To investigate whether adenovirus-mediated modification of fosB expression affected PDGF- or thrombin-induced growth, serum-deprived PASMCs were incubated for 24 hours with Ad.S.fosB, Ad.A.fosB, or Ad.dE1 (each at 3 pfu/cell) and then treated with PDGF or thrombin. Over the next 4 days, neither Ad.S.fosB, Ad.A.fosB, nor Ad.dE1 altered PDGF-induced PASMC proliferation (Figure 3). Similarly, preinfection with Ad.S.fosB or Ad.dE1 did not affect thrombin-induced hypertrophic growth. When PASMCs were preinfected with Ad.A.fosB, however, the thrombin-induced increases in new protein synthesis and [protein]/cell were inhibited by 68±15% (n=9, P<0.025) and 58±6% (n=9, P<0.005), respectively (Figure 4).

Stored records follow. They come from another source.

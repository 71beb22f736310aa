//! Scoped pinning of chunk storage

use std::ptr::NonNull;

use log::warn;

use crate::error::Result;
use crate::raw::RawAccess;

use super::id::ChunkId;
use super::manager::ChunkManager;
use super::service::PinnedRange;

/// A chunk's storage made directly addressable
///
/// The address is only reachable through this guard. Dropping the guard
/// unpins the chunk; [`unpin`](Self::unpin) does the same and reports
/// failures instead of logging them.
///
/// Accesses outside the pinned range are contract violations and panic.
#[derive(Debug)]
pub struct PinGuard<'a> {
    manager: &'a ChunkManager,
    id: ChunkId,
    addr: NonNull<u8>,
    len: usize,
    released: bool,
}

impl<'a> PinGuard<'a> {
    pub(crate) fn new(manager: &'a ChunkManager, id: ChunkId, range: PinnedRange) -> Self {
        Self {
            manager,
            id,
            addr: range.addr,
            len: range.len,
            released: false,
        }
    }

    pub fn id(&self) -> ChunkId {
        self.id
    }

    /// Size of the pinned chunk in bytes
    pub fn len(&self) -> usize {
        self.len
    }

    pub fn is_empty(&self) -> bool {
        self.len == 0
    }

    /// Start address of the pinned storage; valid while the guard lives
    pub fn as_ptr(&self) -> *const u8 {
        self.addr.as_ptr()
    }

    /// Copy the whole chunk out
    pub fn to_vec(&self) -> Vec<u8> {
        let mut out = vec![0u8; self.len];
        self.copy_out(0, &mut out);
        out
    }

    pub fn unpin(mut self) -> Result<()> {
        self.released = true;
        self.manager.unpin(self.id)
    }

    fn check(&self, offset: usize, len: usize) {
        let in_range = offset.checked_add(len).map_or(false, |end| end <= self.len);
        assert!(
            in_range,
            "access {}..+{} outside pinned {} ({} bytes)",
            offset,
            len,
            self.id,
            self.len
        );
    }

    fn copy_out(&self, offset: usize, buf: &mut [u8]) {
        self.check(offset, buf.len());
        // SAFETY: range checked against the pinned extent, which stays
        // mapped until this guard unpins it
        unsafe {
            std::ptr::copy_nonoverlapping(self.addr.as_ptr().add(offset), buf.as_mut_ptr(), buf.len());
        }
    }
}

impl RawAccess for PinGuard<'_> {
    fn read_bytes(&self, offset: usize, buf: &mut [u8]) -> Result<()> {
        self.copy_out(offset, buf);
        Ok(())
    }

    fn write_bytes(&self, offset: usize, bytes: &[u8]) -> Result<()> {
        self.check(offset, bytes.len());
        // SAFETY: as in copy_out
        unsafe {
            std::ptr::copy_nonoverlapping(bytes.as_ptr(), self.addr.as_ptr().add(offset), bytes.len());
        }
        Ok(())
    }
}

impl Drop for PinGuard<'_> {
    fn drop(&mut self) {
        if !self.released {
            if let Err(e) = self.manager.unpin(self.id) {
                warn!("failed to unpin {}: {}", self.id, e);
            }
        }
    }
}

To ensure that the inhibitory effect of Ad.A.fosB was not due to a nonspecific effect of a sense-antisense RNA-RNA duplex, we constructed another control Ad vector, Ad.A.junD. JunD mRNA is expressed at very low levels in serum-deprived PASMCs and is upregulated by 20% FBS plus cycloheximide (10 µg/mL). Infection with Ad.A.junD effectively blocked the upregulation of junD mRNA by 20% FBS plus cycloheximide (data not shown). We infected PASMCs with Ad.A.junD for 24 hours and then stimulated the infected cells with thrombin. As shown in Figure 4, preinfection with Ad.A.junD did not affect the thrombin-induced hypertrophic growth response.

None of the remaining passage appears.